Les idées reçues sur les femmes et l’argent sont encore trop nombreuses. Les données existantes sur le sujet montrent pourtant à quel point le rapport que les femmes entretiennent avec l’argent est pétri par l’éducation, les inégalités et les injustices. Tour d’horizon des principaux stéréotypes liés aux femmes et à l’argent et des inégalités qui se cachent derrière ce rapport si particulier.

Les femmes et l’argent : des stéréotypes à la réalité

Les femmes seraient naturellement vénales, intéressées, frivoles, etc.


Les femmes sont encore trop souvent victimes de clichés péjoratifs quand il en va de leur rapport à l’argent. Une simple recherche sur Google avec la requête « femme et argent » permet de s’en rendre facilement compte.

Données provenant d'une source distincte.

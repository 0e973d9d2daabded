//! Response normalization
//!
//! Success bodies become an [`ApiResponse`]; error bodies are reduced to a
//! message, an optional structured payload and an optional machine-readable
//! error code.

use reqwest::header::CONTENT_TYPE;
use reqwest::StatusCode;
use serde::de::DeserializeOwned;
use serde_json::Value;

use super::errors::ApiError;

/// Normalized success body.
#[derive(Debug, Clone, PartialEq)]
pub enum ApiResponse {
    /// 204/205 or a body with nothing in it
    Empty,
    Json(Value),
    Text(String),
}

impl ApiResponse {
    #[must_use]
    pub const fn is_empty(&self) -> bool {
        matches!(self, Self::Empty)
    }

    #[must_use]
    pub const fn as_json(&self) -> Option<&Value> {
        match self {
            Self::Json(value) => Some(value),
            _ => None,
        }
    }

    #[must_use]
    pub fn as_text(&self) -> Option<&str> {
        match self {
            Self::Text(text) => Some(text),
            _ => None,
        }
    }

    /// The body as a JSON value: `Empty` is `null`, text is a string.
    #[must_use]
    pub fn into_value(self) -> Value {
        match self {
            Self::Empty => Value::Null,
            Self::Json(value) => value,
            Self::Text(text) => Value::String(text),
        }
    }

    /// Deserialize the body into `T`.
    ///
    /// # Errors
    /// Returns [`ApiError::Decode`] when the body does not match `T`.
    pub fn deserialize<T: DeserializeOwned>(self) -> Result<T, ApiError> {
        serde_json::from_value(self.into_value())
            .map_err(|err| ApiError::Decode(format!("unexpected response shape: {err}")))
    }
}

/// Fully buffered response, read once and inspected as often as needed.
#[derive(Debug, Clone)]
pub(crate) struct RawResponse {
    pub status: StatusCode,
    pub content_type: Option<String>,
    pub body: String,
}

impl RawResponse {
    pub(crate) async fn read(response: reqwest::Response) -> Result<Self, ApiError> {
        let status = response.status();
        let content_type = response
            .headers()
            .get(CONTENT_TYPE)
            .and_then(|value| value.to_str().ok())
            .map(str::to_string);
        let body = response
            .text()
            .await
            .map_err(|err| ApiError::Network(format!("failed to read response body: {err}")))?;
        Ok(Self { status, content_type, body })
    }

    fn is_json(&self) -> bool {
        self.content_type.as_deref().is_some_and(|value| {
            let mime = value.split(';').next().unwrap_or_default().trim().to_ascii_lowercase();
            mime == "application/json" || mime.ends_with("+json")
        })
    }

    /// Normalize a 2xx response.
    pub(crate) fn into_success(self) -> Result<ApiResponse, ApiError> {
        if matches!(self.status, StatusCode::NO_CONTENT | StatusCode::RESET_CONTENT)
            || self.body.trim().is_empty()
        {
            return Ok(ApiResponse::Empty);
        }
        if self.is_json() {
            return serde_json::from_str(&self.body)
                .map(ApiResponse::Json)
                .map_err(|err| ApiError::Decode(format!("invalid JSON body: {err}")));
        }
        Ok(ApiResponse::Text(self.body))
    }

    /// Extract message, payload and code from a non-2xx body.
    pub(crate) fn error_body(&self) -> ErrorBody {
        let trimmed = self.body.trim();
        let fallback = || format!("Request failed with status {}", self.status.as_u16());

        match serde_json::from_str::<Value>(trimmed) {
            Ok(Value::Object(map)) => {
                let code = ["code", "error_code"]
                    .iter()
                    .find_map(|key| map.get(*key).and_then(Value::as_str))
                    .map(str::to_string);

                match map.get("detail") {
                    Some(Value::String(detail)) => ErrorBody {
                        message: detail.clone(),
                        payload: Some(Value::Object(map.clone())),
                        code,
                        structured: false,
                    },
                    Some(detail @ (Value::Object(_) | Value::Array(_))) => ErrorBody {
                        message: summarize_detail(detail).unwrap_or_else(fallback),
                        payload: Some(detail.clone()),
                        code,
                        structured: true,
                    },
                    _ => {
                        let message = ["message", "error"]
                            .iter()
                            .find_map(|key| map.get(*key).and_then(Value::as_str))
                            .map_or_else(fallback, str::to_string);
                        ErrorBody {
                            message,
                            payload: Some(Value::Object(map.clone())),
                            code,
                            structured: false,
                        }
                    }
                }
            }
            _ if !trimmed.is_empty() => ErrorBody {
                message: trimmed.to_string(),
                payload: None,
                code: None,
                structured: false,
            },
            _ => ErrorBody { message: fallback(), payload: None, code: None, structured: false },
        }
    }
}

/// Parsed non-2xx body.
#[derive(Debug, Clone, PartialEq)]
pub(crate) struct ErrorBody {
    pub message: String,
    pub payload: Option<Value>,
    pub code: Option<String>,
    /// `detail` was an object or list rather than a string
    pub structured: bool,
}

impl ErrorBody {
    /// The caller-facing error for a non-auth failure.
    pub(crate) fn into_error(self, status: StatusCode) -> ApiError {
        match (self.structured, self.payload) {
            (true, Some(payload)) => {
                ApiError::Validation { status: status.as_u16(), message: self.message, payload }
            }
            (_, payload) => {
                ApiError::Status { status: status.as_u16(), message: self.message, payload }
            }
        }
    }
}

// FastAPI-style `[{"loc": [...], "msg": "..."}]` or `{"message": "..."}`.
fn summarize_detail(detail: &Value) -> Option<String> {
    match detail {
        Value::Array(items) => {
            let messages: Vec<String> = items.iter().filter_map(describe_item).collect();
            (!messages.is_empty()).then(|| messages.join("; "))
        }
        Value::Object(map) => ["msg", "message", "error"]
            .iter()
            .find_map(|key| map.get(*key).and_then(Value::as_str))
            .map(str::to_string),
        _ => None,
    }
}

fn describe_item(item: &Value) -> Option<String> {
    match item {
        Value::String(text) => Some(text.clone()),
        Value::Object(map) => {
            let msg = map.get("msg").or_else(|| map.get("message")).and_then(Value::as_str)?;
            let field = map.get("loc").and_then(Value::as_array).and_then(|loc| {
                loc.iter().rev().find_map(|segment| match segment {
                    Value::String(name) if name != "body" => Some(name.clone()),
                    _ => None,
                })
            });
            Some(field.map_or_else(|| msg.to_string(), |field| format!("{field}: {msg}")))
        }
        _ => None,
    }
}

Section "Autres questions posées" sur Google pour la requête "femme et argent", reflétant les clichés sexistes sur le sujet.
Capture d’écran des « Autres questions posées » suggérées par Google Search pour la requête « femme et argent » (ainsi que pour « la femme et l’argent »), en 2e position de la SERP (capture faite le 30/03/2023).

Les faits vont nettement à l’encontre de tous ces préjugés.

Scolairement, les filles réussissent mieux et sont plus nombreuses que les garçons à poursuivre leurs études après le baccalauréat. Elles sont aussi plus diplômées1. Malgré ces atouts qui pourraient leur permettre de construire des carrières prospères, elles s’orientent majoritairement vers des métiers moins rémunérateurs. En 2020-2021, la plupart se préparaient à exercer une profession dans les domaines du paramédical, du social, du médical (médecine et pharmacie) ou des sciences humaines (lettres, langues, etc.). Dans les écoles d’ingénieur, par contre, près de trois quarts des étudiants étaient des hommes1.

En 2018, 72 % des hommes et des femmes âgés de 40 ans vivaient en couple1 : la vie à deux reste la norme. Et lorsque le duo accueille un ou plusieurs enfants, ce sont en général les mères qui se mettent à temps partiel, prennent un congé parental ou suspendent leur activité professionnelle. D’ailleurs, elles revêtent également de plus en plus le rôle d’aidante familiale et prennent soin des plus âgés. Pour expliquer les raisons de ces choix, on peut évoquer l’écart de rémunération entre les hommes et les femmes : c’est logiquement celui des deux qui gagne le moins dans le couple qui délaisse son travail. 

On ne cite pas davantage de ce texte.